All of lore.kernel.org
 help / color / mirror / Atom feed
From: Hyeonggon Yoo <42.hyeyoo@gmail.com>
To: Vlastimil Babka <vbabka@suse.cz>
Cc: Christoph Lameter <cl@linux.com>,
	Pekka Enberg <penberg@kernel.org>,
	David Rientjes <rientjes@google.com>,
	Joonsoo Kim <iamjoonsoo.kim@lge.com>,
	Andrew Morton <akpm@linux-foundation.org>,
	Roman Gushchin <roman.gushchin@linux.dev>,
	Joe Perches <joe@perches.com>,
	Vasily Averin <vasily.averin@linux.dev>,
	Matthew WilCox <willy@infradead.org>,
	linux-kernel@vger.kernel.org, linux-mm@kvack.org
Subject: Re: [PATCH v3 08/15] mm/slab_common: kmalloc_node: pass large requests to page allocator
Date: Tue, 2 Aug 2022 17:59:54 +0900	[thread overview]
Message-ID: <Yujnihj5YVPP2LjA@hyeyoo> (raw)

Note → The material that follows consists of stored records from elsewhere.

//! End-to-end tests: chat nodes running on tokio over memory transports.

use mesh_sdk::quick::{spawn_mesh, MemoryMesh};
use mesh_delivery::DeliveryEngine;
use mesh_sdk::{
    ChatNode, LinkId, LinkTransport, MemoryTransport, NodeConfig, NodeConfigBuilder, NodeEvent,
    NodeId, NodeReport, Topology, VectorClock, WireRecord,
};
use std::sync::Arc;
use std::time::Duration;

const WAIT: Duration = Duration::from_secs(5);

/// Poll a node's report until `done` holds.
async fn report_when(node: &ChatNode, done: impl Fn(&NodeReport) -> bool) -> NodeReport {
    tokio::time::timeout(WAIT, async {
        loop {
            let report = node.report().await.unwrap();
            if done(&report) {
                return report;
            }
            tokio::time::sleep(Duration::from_millis(5)).await;
        }
    })
    .await
    .expect("condition not reached in time")
}

fn bodies(node: &ChatNode) -> Vec<String> {
    node.chat_log()
        .entries()
        .into_iter()
        .map(|entry| entry.split(": ").nth(1).unwrap_or_default().to_string())
        .collect()
}

#[tokio::test]
async fn test_full_mesh_delivers_exactly_once() {
    let mesh = spawn_mesh(&["a", "b", "c"], &Topology::FullMesh, NodeConfig::default()).unwrap();

    for (idx, body) in ["from a", "from b", "from c"].iter().enumerate() {
        mesh.node(idx).submit(*body).await.unwrap();
    }

    for node in &mesh.nodes {
        node.wait_for_entries(3, WAIT).await.unwrap();
        // Two foreign messages, each arriving directly and via the third node.
        let report = report_when(node, |r| r.buffer.stats.received == 4).await;
        assert_eq!(report.buffer.stats.duplicates, 2);
        assert_eq!(report.buffer.stats.delivered, 3);
        assert_eq!(report.buffer.pending, 0);
        assert_eq!(node.chat_log().len(), 3);
    }

    mesh.shutdown().await.unwrap();
}

#[tokio::test]
async fn test_line_relays_reply_after_question() {
    let mesh = spawn_mesh(&["asker", "relay", "far"], &Topology::Line, NodeConfig::default()).unwrap();

    mesh.node(0).submit("lunch?").await.unwrap();
    mesh.node(1).wait_for_entries(1, WAIT).await.unwrap();
    mesh.node(1).submit("yes").await.unwrap();

    for node in &mesh.nodes {
        node.wait_for_entries(2, WAIT).await.unwrap();
        assert_eq!(bodies(node), vec!["lunch?", "yes"]);
    }

    mesh.shutdown().await.unwrap();
}

#[tokio::test]
async fn test_concurrent_chatter_respects_causality() {
    let mesh = spawn_mesh(
        &["n0", "n1", "n2", "n3"],
        &Topology::Ring,
        NodeConfig::default(),
    )
    .unwrap();

    for round in 0..5 {
        for (idx, node) in mesh.nodes.iter().enumerate() {
            node.submit(format!("{}-{}", idx, round)).await.unwrap();
        }
    }

    for node in &mesh.nodes {
        node.wait_for_entries(20, WAIT).await.unwrap();
        let log = bodies(node);
        assert_eq!(log.len(), 20);
        // Each author's own messages stay in order everywhere.
        for author in 0..4 {
            let rounds: Vec<_> = log
                .iter()
                .filter(|b| b.starts_with(&format!("{}-", author)))
                .cloned()
                .collect();
            let expected: Vec<_> = (0..5).map(|r| format!("{}-{}", author, r)).collect();
            assert_eq!(rounds, expected);
        }
    }

    mesh.shutdown().await.unwrap();
}

#[tokio::test]
async fn test_late_joiner_skips_history() {
    let mesh = spawn_mesh(
        &["node_0", "node_1", "node_2"],
        &Topology::Custom(vec![(0, 1)]),
        NodeConfig::default(),
    )
    .unwrap();

    for i in 0..3 {
        mesh.node(0).submit(format!("history {}", i)).await.unwrap();
    }
    mesh.node(1).wait_for_entries(3, WAIT).await.unwrap();

    let mut events = mesh.node(2).subscribe();
    assert!(mesh.connect(1, 2));
    mesh.node(0).submit("welcome").await.unwrap();

    mesh.node(2).wait_for_entries(1, WAIT).await.unwrap();
    assert_eq!(bodies(mesh.node(2)), vec!["welcome"]);

    let report = mesh.node(2).report().await.unwrap();
    assert_eq!(report.clock().get(&NodeId::new("node_0")), 4);
    assert_eq!(report.buffer.pending, 0);

    let opened = std::iter::from_fn(|| events.try_recv().ok())
        .any(|e| e == NodeEvent::LinkOpened(mesh_sdk::LinkId::new("node_1")));
    assert!(opened);

    mesh.shutdown().await.unwrap();
}

#[tokio::test]
async fn test_reconnected_node_resumes_from_peer_context() {
    let mesh = spawn_mesh(&["node_0", "node_1", "node_2"], &Topology::Line, NodeConfig::default()).unwrap();

    assert!(mesh.disconnect(1, 2));
    mesh.node(0).submit("during").await.unwrap();
    mesh.node(1).wait_for_entries(1, WAIT).await.unwrap();
    assert!(mesh.node(2).chat_log().is_empty());

    // The context from node_1 covers "during", so node_2 never waits for it.
    assert!(mesh.connect(1, 2));
    mesh.node(1).submit("after").await.unwrap();

    mesh.node(2).wait_for_entries(1, WAIT).await.unwrap();
    assert_eq!(bodies(mesh.node(2)), vec!["after"]);
    let report = mesh.node(2).report().await.unwrap();
    assert_eq!(report.buffer.pending, 0);

    mesh.shutdown().await.unwrap();
}

#[tokio::test]
async fn test_context_on_new_link_keeps_buffered_messages() {
    let peer = Arc::new(MemoryTransport::new("peer"));
    let local = Arc::new(MemoryTransport::new("local"));
    let node = ChatNode::spawn(NodeConfigBuilder::new().node_id("local").build(), local.clone()).unwrap();

    let mut author = DeliveryEngine::new("author");
    let first = author.submit("first").message;
    let second = author.submit("second").message;

    peer.connect_to(&local);
    let link = LinkId::new("local");
    peer.send_to(&link, WireRecord::Chat(second).encode().unwrap()).await.unwrap();
    report_when(&node, |r| r.buffer.pending == 1).await;

    // The peer has delivered both, so its context covers the buffered author.
    let clock = VectorClock::from_entries([("author", 2)]);
    peer.send_to(&link, WireRecord::Context { clock }.encode().unwrap()).await.unwrap();
    report_when(&node, |r| r.buffer.stats.context_merges == 1).await;
    assert!(node.chat_log().is_empty());

    peer.send_to(&link, WireRecord::Chat(first).encode().unwrap()).await.unwrap();
    node.wait_for_entries(2, WAIT).await.unwrap();

    assert_eq!(bodies(&node), vec!["first", "second"]);
    let report = node.report().await.unwrap();
    assert_eq!(report.buffer.pending, 0);
    assert_eq!(report.buffer.stats.subsumed, 0);
    assert_eq!(report.clock().get(&NodeId::new("author")), 2);

    node.shutdown().await.unwrap();
}

#[tokio::test]
async fn test_closed_links_are_skipped() {
    let mesh = spawn_mesh(&["x", "y"], &Topology::Line, NodeConfig::default()).unwrap();
    let mut events = mesh.node(0).subscribe();

    assert!(mesh.disconnect(0, 1));
    report_when(mesh.node(0), |r| r.links.is_empty()).await;

    let message = mesh.node(0).submit("into the void").await.unwrap();
    assert_eq!(message.id, 1);
    assert_eq!(mesh.node(0).chat_log().len(), 1);

    tokio::time::sleep(Duration::from_millis(50)).await;
    assert!(mesh.node(1).chat_log().is_empty());

    let closed = std::iter::from_fn(|| events.try_recv().ok())
        .any(|e| e == NodeEvent::LinkClosed(mesh_sdk::LinkId::new("y")));
    assert!(closed);

    mesh.shutdown().await.unwrap();
}

#[tokio::test]
async fn test_compaction_keeps_duplicates_out() {
    let config = NodeConfigBuilder::new().compact_dedup(true).build();
    let mesh: MemoryMesh = spawn_mesh(&["p", "q", "r"], &Topology::FullMesh, config).unwrap();

    for i in 0..5 {
        mesh.node(i % 3).submit(format!("m{}", i)).await.unwrap();
    }

    for node in &mesh.nodes {
        node.wait_for_entries(5, WAIT).await.unwrap();
    }
    tokio::time::sleep(Duration::from_millis(50)).await;

    for node in &mesh.nodes {
        let report = node.report().await.unwrap();
        assert_eq!(report.buffer.dedup_len, 0);
        assert_eq!(report.buffer.stats.delivered, 5);
        assert_eq!(node.chat_log().len(), 5);
    }

    mesh.shutdown().await.unwrap();
}

#[tokio::test]
async fn test_shutdown_stops_node() {
    let mesh = spawn_mesh(&["only"], &Topology::FullMesh, NodeConfig::default()).unwrap();
    let MemoryMesh { mut nodes, .. } = mesh;
    let node = nodes.remove(0);
    assert!(node.is_running());
    node.shutdown().await.unwrap();
}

In-Reply-To: <caca2088-957d-70d3-0548-7fae810ae5b5@suse.cz>

On Mon, Aug 01, 2022 at 04:44:22PM +0200, Vlastimil Babka wrote:
> 
> On 8/1/22 16:37, Hyeonggon Yoo wrote:
> > On Thu, Jul 28, 2022 at 06:09:27PM +0200, Vlastimil Babka wrote:
> >> On 7/12/22 15:39, Hyeonggon Yoo wrote:
> >> > Now that kmalloc_large_node() is in common code, pass large requests
> >> > to page allocator in kmalloc_node() using kmalloc_large_node().
> >> > 
> >> > One problem is that currently there is no tracepoint in
> >> > kmalloc_large_node(). Instead of simply putting tracepoint in it,
> >> > use kmalloc_large_node{,_notrace} depending on its caller to show
> >> > useful address for both inlined kmalloc_node() and
> >> > __kmalloc_node_track_caller() when large objects are allocated.
> >> > 
> >> > Signed-off-by: Hyeonggon Yoo <42.hyeyoo@gmail.com>
> >> 
> >> Reviewed-by: Vlastimil Babka <vbabka@suse.cz>
> >>
> > 
> > Thanks!
> > 
> >> Nit below:
> >> 
> >> > ---
> >> >  v3:
> >> > 	This patch is new in v3 and this avoids
> >> > 	missing caller in __kmalloc_large_node_track_caller()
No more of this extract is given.